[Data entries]
- Opening Delimiter -

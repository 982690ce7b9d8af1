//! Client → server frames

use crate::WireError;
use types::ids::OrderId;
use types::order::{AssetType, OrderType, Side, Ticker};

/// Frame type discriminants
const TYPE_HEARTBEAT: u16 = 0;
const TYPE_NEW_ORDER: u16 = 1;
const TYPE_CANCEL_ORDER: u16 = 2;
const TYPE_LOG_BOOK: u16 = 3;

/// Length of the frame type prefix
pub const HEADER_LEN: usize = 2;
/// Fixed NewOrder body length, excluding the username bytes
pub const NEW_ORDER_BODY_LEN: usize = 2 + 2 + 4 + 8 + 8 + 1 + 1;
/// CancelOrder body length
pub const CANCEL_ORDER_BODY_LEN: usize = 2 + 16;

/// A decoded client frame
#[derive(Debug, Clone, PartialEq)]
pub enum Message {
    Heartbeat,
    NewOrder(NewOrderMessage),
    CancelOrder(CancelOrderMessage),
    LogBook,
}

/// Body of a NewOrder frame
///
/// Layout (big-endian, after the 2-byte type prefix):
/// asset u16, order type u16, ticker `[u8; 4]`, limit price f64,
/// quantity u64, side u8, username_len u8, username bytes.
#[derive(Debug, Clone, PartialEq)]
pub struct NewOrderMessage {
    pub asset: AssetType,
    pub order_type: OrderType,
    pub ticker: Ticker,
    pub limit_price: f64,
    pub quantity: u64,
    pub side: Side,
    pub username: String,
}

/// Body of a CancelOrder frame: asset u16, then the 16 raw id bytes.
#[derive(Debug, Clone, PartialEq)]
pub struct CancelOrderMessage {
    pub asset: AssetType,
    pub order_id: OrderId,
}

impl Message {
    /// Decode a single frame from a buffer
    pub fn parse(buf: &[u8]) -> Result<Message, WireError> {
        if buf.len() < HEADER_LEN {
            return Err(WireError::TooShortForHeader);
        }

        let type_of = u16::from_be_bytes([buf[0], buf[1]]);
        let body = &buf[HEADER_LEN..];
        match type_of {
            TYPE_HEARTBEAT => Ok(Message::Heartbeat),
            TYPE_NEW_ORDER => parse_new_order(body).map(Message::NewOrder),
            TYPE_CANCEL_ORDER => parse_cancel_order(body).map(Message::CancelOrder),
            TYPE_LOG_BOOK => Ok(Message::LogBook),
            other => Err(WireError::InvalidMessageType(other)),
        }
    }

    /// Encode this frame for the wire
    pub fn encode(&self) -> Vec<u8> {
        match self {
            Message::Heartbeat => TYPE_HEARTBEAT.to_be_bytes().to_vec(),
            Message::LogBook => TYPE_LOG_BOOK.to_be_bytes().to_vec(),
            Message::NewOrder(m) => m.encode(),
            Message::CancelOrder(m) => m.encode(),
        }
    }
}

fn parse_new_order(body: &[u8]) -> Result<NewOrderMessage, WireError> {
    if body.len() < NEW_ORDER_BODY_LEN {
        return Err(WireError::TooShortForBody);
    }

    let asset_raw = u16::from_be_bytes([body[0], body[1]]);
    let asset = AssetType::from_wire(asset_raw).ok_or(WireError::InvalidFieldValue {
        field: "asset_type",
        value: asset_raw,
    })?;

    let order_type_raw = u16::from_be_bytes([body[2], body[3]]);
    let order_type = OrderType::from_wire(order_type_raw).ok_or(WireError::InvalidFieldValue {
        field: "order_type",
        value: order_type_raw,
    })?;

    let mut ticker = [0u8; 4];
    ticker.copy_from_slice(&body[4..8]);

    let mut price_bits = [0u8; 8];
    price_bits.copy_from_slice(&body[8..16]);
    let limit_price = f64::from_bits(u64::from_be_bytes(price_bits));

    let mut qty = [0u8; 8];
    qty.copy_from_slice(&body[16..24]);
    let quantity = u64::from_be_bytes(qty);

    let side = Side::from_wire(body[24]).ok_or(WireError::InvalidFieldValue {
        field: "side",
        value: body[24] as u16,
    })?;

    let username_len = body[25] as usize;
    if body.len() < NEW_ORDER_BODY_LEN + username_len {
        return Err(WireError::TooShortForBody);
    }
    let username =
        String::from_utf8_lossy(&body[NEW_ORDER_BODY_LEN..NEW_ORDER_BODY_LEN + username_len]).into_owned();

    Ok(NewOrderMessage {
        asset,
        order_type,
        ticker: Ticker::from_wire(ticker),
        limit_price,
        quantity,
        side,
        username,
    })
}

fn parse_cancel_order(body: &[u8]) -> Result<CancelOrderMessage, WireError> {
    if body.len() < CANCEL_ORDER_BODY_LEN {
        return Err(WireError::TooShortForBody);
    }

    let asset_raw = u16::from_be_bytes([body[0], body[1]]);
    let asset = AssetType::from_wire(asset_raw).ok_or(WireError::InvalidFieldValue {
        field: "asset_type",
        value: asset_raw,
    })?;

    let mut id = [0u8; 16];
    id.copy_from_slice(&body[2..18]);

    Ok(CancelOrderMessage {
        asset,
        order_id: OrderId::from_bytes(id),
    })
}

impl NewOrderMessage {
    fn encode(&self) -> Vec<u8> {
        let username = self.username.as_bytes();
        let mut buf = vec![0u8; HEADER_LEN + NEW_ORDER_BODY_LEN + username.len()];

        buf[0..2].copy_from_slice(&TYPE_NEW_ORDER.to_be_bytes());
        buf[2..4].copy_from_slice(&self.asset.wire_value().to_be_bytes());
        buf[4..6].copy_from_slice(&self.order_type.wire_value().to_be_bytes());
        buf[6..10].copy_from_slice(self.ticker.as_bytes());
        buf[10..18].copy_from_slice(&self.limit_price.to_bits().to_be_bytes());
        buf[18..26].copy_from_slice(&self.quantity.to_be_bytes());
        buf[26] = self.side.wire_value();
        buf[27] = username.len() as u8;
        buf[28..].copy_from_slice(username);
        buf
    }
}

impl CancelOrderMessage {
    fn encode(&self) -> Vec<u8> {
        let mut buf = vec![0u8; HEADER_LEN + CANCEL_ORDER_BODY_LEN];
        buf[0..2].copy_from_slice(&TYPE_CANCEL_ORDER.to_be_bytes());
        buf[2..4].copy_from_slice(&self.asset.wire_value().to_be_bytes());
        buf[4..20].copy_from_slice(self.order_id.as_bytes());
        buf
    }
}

- Closing Delimiter -
- Opening Delimiter -

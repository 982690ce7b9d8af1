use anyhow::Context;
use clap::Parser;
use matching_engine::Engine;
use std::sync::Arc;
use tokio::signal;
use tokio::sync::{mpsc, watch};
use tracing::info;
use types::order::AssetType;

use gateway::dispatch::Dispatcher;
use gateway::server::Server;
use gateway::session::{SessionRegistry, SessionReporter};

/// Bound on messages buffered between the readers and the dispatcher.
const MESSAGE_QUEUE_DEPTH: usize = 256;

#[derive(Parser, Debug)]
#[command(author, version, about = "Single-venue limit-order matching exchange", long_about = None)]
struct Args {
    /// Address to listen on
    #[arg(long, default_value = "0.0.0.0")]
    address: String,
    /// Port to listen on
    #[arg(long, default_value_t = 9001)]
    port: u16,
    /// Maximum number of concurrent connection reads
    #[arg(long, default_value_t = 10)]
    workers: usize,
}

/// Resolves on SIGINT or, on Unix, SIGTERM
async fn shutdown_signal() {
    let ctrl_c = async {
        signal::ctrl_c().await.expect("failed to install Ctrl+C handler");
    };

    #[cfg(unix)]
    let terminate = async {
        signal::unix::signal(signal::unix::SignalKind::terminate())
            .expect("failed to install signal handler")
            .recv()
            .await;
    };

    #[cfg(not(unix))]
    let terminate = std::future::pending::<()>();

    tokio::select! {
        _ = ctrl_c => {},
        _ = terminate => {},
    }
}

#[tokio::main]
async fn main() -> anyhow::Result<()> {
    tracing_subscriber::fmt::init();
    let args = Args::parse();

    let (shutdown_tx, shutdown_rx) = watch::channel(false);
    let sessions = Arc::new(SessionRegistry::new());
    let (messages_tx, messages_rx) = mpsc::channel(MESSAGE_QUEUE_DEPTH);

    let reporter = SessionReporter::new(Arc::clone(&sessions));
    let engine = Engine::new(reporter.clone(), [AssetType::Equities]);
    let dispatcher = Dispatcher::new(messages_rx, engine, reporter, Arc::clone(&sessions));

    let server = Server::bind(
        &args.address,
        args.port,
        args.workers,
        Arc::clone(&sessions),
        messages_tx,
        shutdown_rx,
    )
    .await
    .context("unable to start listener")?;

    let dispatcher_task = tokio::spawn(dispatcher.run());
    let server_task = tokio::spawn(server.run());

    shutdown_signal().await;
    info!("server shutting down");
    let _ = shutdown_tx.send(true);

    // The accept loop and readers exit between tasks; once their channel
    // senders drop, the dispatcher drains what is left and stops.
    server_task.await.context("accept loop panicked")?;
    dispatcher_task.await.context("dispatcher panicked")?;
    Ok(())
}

- Closing Delimiter -

### What the task asks
For each line above that carries the word "main", copy it out.

### Answer section
#[tokio::main]
async fn main() -> anyhow::Result<()> {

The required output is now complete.